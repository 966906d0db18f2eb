//! Elo-style rating model for three-way football markets.
//!
//! The two-way win expectancy is the standard logistic rating curve.
//! A draw probability that decays with the squared rating gap is carved
//! out first, and the remaining mass is split by the two-way expectancy.

use serde::{Deserialize, Serialize};

use super::error::{ensure_finite, EngineError};
use super::outcome::OutcomeProbabilities;

/// Rating model constants.
///
/// The standard values are empirical and must stay as they are for the
/// probabilities to match previously published numbers.
#[derive(Debug, Clone, Copy, PartialEq, Serialize, Deserialize)]
pub struct RatingModel {
    /// Points added to the home side before differencing.
    pub home_advantage: f64,
    /// Draw probability at a rating gap of zero.
    pub draw_peak: f64,
    /// Gaussian decay of the draw probability in the rating gap.
    pub draw_decay: f64,
}

impl RatingModel {
    pub const STANDARD: Self = Self {
        home_advantage: 65.0,
        draw_peak: 0.32,
        draw_decay: 0.000_012,
    };

    /// Home/draw/away probabilities from two ratings.
    ///
    /// Ratings may be any real number.
    ///
    /// # Errors
    /// `InvalidInput` if either rating is non-finite.
    pub fn compute_from_ratings(
        &self,
        home_rating: f64,
        away_rating: f64,
    ) -> Result<OutcomeProbabilities, EngineError> {
        let home_rating = ensure_finite("home_rating", home_rating)?;
        let away_rating = ensure_finite("away_rating", away_rating)?;

        let diff = self.rating_gap(home_rating, away_rating);
        let two_way = expected_score(diff);
        let draw = self.draw_probability(diff);

        Ok(OutcomeProbabilities::normalized(
            two_way * (1.0 - draw),
            draw,
            (1.0 - two_way) * (1.0 - draw),
        ))
    }

    /// `(home + advantage) − away`.
    pub fn rating_gap(&self, home_rating: f64, away_rating: f64) -> f64 {
        (home_rating + self.home_advantage) - away_rating
    }

    /// `draw_peak · e^(−draw_decay · d²)`.
    pub fn draw_probability(&self, diff: f64) -> f64 {
        self.draw_peak * (-self.draw_decay * diff * diff).exp()
    }
}

impl Default for RatingModel {
    fn default() -> Self {
        Self::STANDARD
    }
}

/// Two-way expectancy `1 / (1 + 10^(−d/400))`.
pub fn expected_score(diff: f64) -> f64 {
    1.0 / (1.0 + 10f64.powf(-diff / 400.0))
}

#[cfg(test)]
mod tests {
    use super::*;

    #[test]
    fn test_equal_ratings_favour_home() {
        let p = RatingModel::STANDARD.compute_from_ratings(1500.0, 1500.0).unwrap();
        assert!(p.home > p.away, "home {} away {}", p.home, p.away);
        assert!((p.total() - 1.0).abs() < 1e-12);
    }

    #[test]
    fn test_draw_peaks_at_zero_gap() {
        let model = RatingModel::STANDARD;
        // Away side exactly cancels the home advantage.
        let p = model.compute_from_ratings(1500.0, 1565.0).unwrap();
        assert!((p.draw - 0.32).abs() < 1e-12);
        assert!((p.home - p.away).abs() < 1e-12);
        assert!((p.home - 0.34).abs() < 1e-12);
    }

    #[test]
    fn test_known_gap() {
        let model = RatingModel::STANDARD;
        let p = model.compute_from_ratings(1735.0, 1400.0).unwrap();
        let d: f64 = 400.0;
        let two_way = 1.0 / (1.0 + 10f64.powf(-1.0));
        let draw = 0.32 * (-0.000_012 * d * d).exp();
        assert!((p.draw - draw).abs() < 1e-12);
        assert!((p.home - two_way * (1.0 - draw)).abs() < 1e-12);
    }

    #[test]
    fn test_large_gap_shrinks_draw() {
        let model = RatingModel::STANDARD;
        let close = model.compute_from_ratings(1600.0, 1550.0).unwrap();
        let wide = model.compute_from_ratings(2000.0, 1400.0).unwrap();
        assert!(wide.draw < close.draw);
        assert!(wide.home > close.home);
    }

    #[test]
    fn test_negative_ratings_allowed() {
        assert!(RatingModel::STANDARD.compute_from_ratings(-200.0, 50.0).is_ok());
    }

    #[test]
    fn test_rejects_non_finite() {
        assert!(RatingModel::STANDARD.compute_from_ratings(f64::NAN, 1500.0).is_err());
        assert!(RatingModel::STANDARD
            .compute_from_ratings(1500.0, f64::NEG_INFINITY)
            .is_err());
    }

    #[test]
    fn test_bit_identical_on_repeat() {
        for (home, away) in [(1500.0, 1500.0), (1712.5, 1488.0), (1300.0, 2100.0)] {
            let a = RatingModel::STANDARD.compute_from_ratings(home, away).unwrap();
            let b = RatingModel::STANDARD.compute_from_ratings(home, away).unwrap();
            assert_eq!(a, b);
        }
    }
}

_What is required_
Return only the lines above that run from the opening line through the line containing "pub struct RatingModel", exactly as written.

_Solved exercise_
repository 966906d0db18f2eb
//! Elo-style rating model for three-way football markets.
//!
//! The two-way win expectancy is the standard logistic rating curve.
//! A draw probability that decays with the squared rating gap is carved
//! out first, and the remaining mass is split by the two-way expectancy.

use serde::{Deserialize, Serialize};

use super::error::{ensure_finite, EngineError};
use super::outcome::OutcomeProbabilities;

/// Rating model constants.
///
/// The standard values are empirical and must stay as they are for the
/// probabilities to match previously published numbers.
#[derive(Debug, Clone, Copy, PartialEq, Serialize, Deserialize)]
pub struct RatingModel {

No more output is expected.